The Arab conquest of Persia in the 7th century gave a brief respite from persecution to the Manichaeans there, and some even returned from beyond the Oxus to their homes. Under the 'Abbasids harsh persecutions began again. Nevertheless the church maintained itself in Bagdad until the 10th century, when the seat of the Leader was transferred to Samarkand. After this century the Manichaeans virtually disappear from Iranian records.

From at least 692 (when, after a troubled period, the Chinese reopened the silk-routes across Central Asia), Manichaeism penetrated eastward through Sogdian merchant-colonies, strung out along the caravan-roads between the Sogdian city of Samarkand and China. A Manichaean missionary reached the Chinese court in 694; and in 732 an imperial edict gave permission for foreigners resident in China to practise this religion there.

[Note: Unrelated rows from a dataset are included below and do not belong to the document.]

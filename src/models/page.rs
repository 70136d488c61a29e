//! Pagination types shared by every listing endpoint.
//!
//! Clients send `?page=0&size=20` query parameters which deserialize into
//! `PageRequest`. Stores return a `Page<T>` carrying the rows for the
//! requested window plus the total row count.

use serde::{Deserialize, Serialize};

/// Default number of rows per page when `size` is omitted.
pub const DEFAULT_PAGE_SIZE: u32 = 20;

/// Largest page a client may ask for.
pub const MAX_PAGE_SIZE: u32 = 100;

/// Page window requested by a client.
///
/// # Query Example
///
/// ```text
/// GET /api/v1/cards/my?page=2&size=50
/// ```
///
/// Pages are zero-based. `size` is clamped into `1..=MAX_PAGE_SIZE`.
#[derive(Debug, Clone, Copy, Deserialize)]
pub struct PageRequest {
    #[serde(default)]
    pub page: u32,

    #[serde(default = "default_size")]
    pub size: u32,
}

fn default_size() -> u32 {
    DEFAULT_PAGE_SIZE
}

impl Default for PageRequest {
    fn default() -> Self {
        Self {
            page: 0,
            size: DEFAULT_PAGE_SIZE,
        }
    }
}

impl PageRequest {
    pub fn new(page: u32, size: u32) -> Self {
        Self { page, size }
    }

    /// Page size after clamping.
    pub fn limit(&self) -> u32 {
        self.size.clamp(1, MAX_PAGE_SIZE)
    }

    /// Number of rows to skip (SQL `OFFSET`).
    pub fn offset(&self) -> u64 {
        u64::from(self.page) * u64::from(self.limit())
    }
}

/// One page of results.
///
/// # JSON Example
///
/// ```json
/// {
///   "content": [ ... ],
///   "page": 0,
///   "size": 20,
///   "total_elements": 42,
///   "total_pages": 3
/// }
/// ```
#[derive(Debug, Clone, Serialize)]
pub struct Page<T> {
    pub content: Vec<T>,
    pub page: u32,
    pub size: u32,
    pub total_elements: i64,
    pub total_pages: i64,
}

impl<T> Page<T> {
    pub fn new(content: Vec<T>, request: PageRequest, total_elements: i64) -> Self {
        let size = request.limit();
        let total_pages = if total_elements <= 0 {
            0
        } else {
            (total_elements + i64::from(size) - 1) / i64::from(size)
        };

        Self {
            content,
            page: request.page,
            size,
            total_elements,
            total_pages,
        }
    }

    /// Convert every row, keeping the paging metadata.
    ///
    /// Used by handlers to turn `Page<Card>` into `Page<CardResponse>`.
    pub fn map<U, F>(self, f: F) -> Page<U>
    where
        F: FnMut(T) -> U,
    {
        Page {
            content: self.content.into_iter().map(f).collect(),
            page: self.page,
            size: self.size,
            total_elements: self.total_elements,
            total_pages: self.total_pages,
        }
    }

    pub fn is_empty(&self) -> bool {
        self.content.is_empty()
    }
}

In the 8th century a vast area of Central Asia was conquered by the Uigur Turks; and in 762 one of their rulers adopted Manichaeism, which became the state religion of this huge kingdom until its overthrow by the Kirghiz in 840. Manichaeism probably survived in Eastern Turkistan till the Mongol invasion in the 13th century, maintaining itself most strongly in and around Qocho (near modern Turfan), which remained a petty Uigur principality. In China the religion was proscribed in 863, but although persecuted it survived there at least until the 14th century.